Does QED evolve unitarily after the Schwinger limit? If QED becomes nonlinear after the Schwinger limit, shouldn't QED no longer be unitary (above the limit) since linearity is a requirement of a unitary operator (and vice versa)?
Does this mean that superpositions cannot be used to fully describe physics above the limit?
 A: There are two different notions of non-linearity at play. Non-linear QED is still linear in the sense that superpositions of states are solutions of the Schrodinger equation.
Let's consider the Schrodinger equation describing non-relativistic quantum mechanics for a single particle (setting $\hbar=1$)
\begin{equation}
i \frac{\partial}{\partial t} | \Psi \rangle = \hat{H} | \Psi \rangle
\end{equation}
The Hamiltonian operator $\hat{H}$ is a function of the position operator $\hat{x}$ and momentum operator $\hat{p}$.
Now

*

*The Schrodinger equation must be a linear function of the state $|\Psi \rangle$, otherwise we are no longer talking about quantum mechanics.

*The Hamiltonian operator can be a quadratic function of the position and momentum operators, like the harmonic oscillator Hamiltonian: $\hat{H}= \frac{1}{2} \left( \hat{p}^2 + \omega^2 \hat{x}^2\right)$. This is a linear system, in the sense that the equations of motion are linear in $x$ and $p$. However, the Hamiltonian can also include higher powers. For example, one can have an anharmonic oscillator, $\hat{H}= \frac{1}{2} \left( \hat{p}^2 + \omega^2 \hat{x}^2 + \lambda \hat{x}^4\right)$. In this case, one sometimes says the system is non-linear (since the equations of motion are not linear in $x$), even though the Schrodinger equation is still linear in $| \Psi \rangle$.

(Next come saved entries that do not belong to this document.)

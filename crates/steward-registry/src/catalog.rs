//! The built-in capability catalog.
//!
//! Mirrors the default grant surface of the host network-management
//! platform: one group of WordPress network-admin built-ins, then one
//! platform group per feature area. Hosts that need a different surface
//! load their own TOML catalog instead (`CapabilityRegistry::from_file`).

use steward_contracts::capability::{CapabilityGroup, CapabilityRecord, GroupKind};

use crate::registry::CapabilityRegistry;

fn record(key: &str, title: &str, description: &str) -> CapabilityRecord {
    CapabilityRecord::new(key, title, description)
}

/// The WordPress built-in group.
pub fn wordpress_group() -> CapabilityGroup {
    CapabilityGroup {
        name: "wordpress".to_string(),
        kind: GroupKind::Wordpress,
        capabilities: vec![
            record(
                "manage_network",
                "Manage Network",
                "Access the network admin dashboard.",
            ),
            record(
                "manage_sites",
                "Manage Sites",
                "Add, edit, and archive sites on the network.",
            ),
            record(
                "manage_network_users",
                "Manage Network Users",
                "Administer user accounts across the network.",
            ),
            record(
                "manage_network_themes",
                "Manage Network Themes",
                "Enable and disable themes network-wide.",
            ),
            record(
                "manage_network_plugins",
                "Manage Network Plugins",
                "Activate and deactivate plugins network-wide.",
            ),
            record(
                "manage_network_options",
                "Manage Network Options",
                "Change network-wide settings.",
            ),
            record(
                "manage_options",
                "Manage Options",
                "Change site-level settings.",
            ),
            record("list_users", "List Users", "Browse the user table."),
            record("create_users", "Create Users", "Provision new user accounts."),
            record("edit_users", "Edit Users", "Edit existing user accounts."),
            record("delete_users", "Delete Users", "Remove user accounts."),
        ],
    }
}

/// The platform feature groups, in the order the admin UI lists them.
pub fn platform_groups() -> Vec<CapabilityGroup> {
    vec![
        CapabilityGroup {
            name: "sites".to_string(),
            kind: GroupKind::Platform,
            capabilities: vec![
                record("wu_read_sites", "View Sites", "See the platform site list."),
                record("wu_edit_sites", "Edit Sites", "Modify platform-managed sites."),
                record("wu_delete_sites", "Delete Sites", "Remove platform-managed sites."),
            ],
        },
        CapabilityGroup {
            name: "customers".to_string(),
            kind: GroupKind::Platform,
            capabilities: vec![
                record("wu_read_customers", "View Customers", "See the customer list."),
                record("wu_edit_customers", "Edit Customers", "Modify customer records."),
                record("wu_delete_customers", "Delete Customers", "Remove customer records."),
            ],
        },
        CapabilityGroup {
            name: "memberships".to_string(),
            kind: GroupKind::Platform,
            capabilities: vec![
                record(
                    "wu_read_memberships",
                    "View Memberships",
                    "See membership records and statuses.",
                ),
                record(
                    "wu_edit_memberships",
                    "Edit Memberships",
                    "Change membership plans and statuses.",
                ),
            ],
        },
        CapabilityGroup {
            name: "payments".to_string(),
            kind: GroupKind::Platform,
            capabilities: vec![
                record("wu_read_payments", "View Payments", "See payment history."),
                record("wu_edit_payments", "Edit Payments", "Adjust or refund payments."),
            ],
        },
        CapabilityGroup {
            name: "settings".to_string(),
            kind: GroupKind::Platform,
            capabilities: vec![
                record("wu_read_settings", "View Settings", "See platform settings."),
                record("wu_edit_settings", "Edit Settings", "Change platform settings."),
            ],
        },
        CapabilityGroup {
            name: "support-agents".to_string(),
            kind: GroupKind::Platform,
            capabilities: vec![
                record(
                    "wu_read_support_agents",
                    "View Support Agents",
                    "See the support agent list.",
                ),
                record(
                    "wu_add_support_agents",
                    "Add Support Agents",
                    "Create new support agents.",
                ),
                record(
                    "wu_edit_support_agents",
                    "Edit Support Agents",
                    "Change which capabilities an agent holds.",
                ),
                record(
                    "wu_delete_support_agents",
                    "Delete Support Agents",
                    "Remove support agent records.",
                ),
            ],
        },
    ]
}

/// Build a registry pre-populated with the default catalog.
///
/// The built-in catalog is code we control, so registration cannot hit the
/// duplicate errors; a failure here is a programming error in this module.
pub fn builtin_catalog() -> CapabilityRegistry {
    let mut registry = CapabilityRegistry::new();

    registry
        .register_group(wordpress_group())
        .expect("built-in wordpress group must register");

    for group in platform_groups() {
        registry
            .register_group(group)
            .expect("built-in platform group must register");
    }

    registry
}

Non-linear QED obeys the first type of linearity, and includes non-linear interactions in the sense of the second bullet point. There is no contradiction with basic principles of quantum mechanics.
A: Linearity is required in the Hilbert space of quantum states. The QED fields are not elements of the Hibert space  of quantum states and their equations can be non-linear without any problem. Indeed non-linearity is required for interactions. Linear equations only describe non-interacting systems. Linear superposition of the E&M fields fails when they are very strong, and this is due photons interacting with other photons via coupling to virtual electron-positron pairs that are described by Fenyman diagrams with fermion loops.
A: Physically everything must be OK, but mathematically, when you create pairs and do not change the electric field (which normally must decrease due to joining with the born charges of the opposite signes), you may have a perpetuum mobile. It just means your boundary conditions are not physical.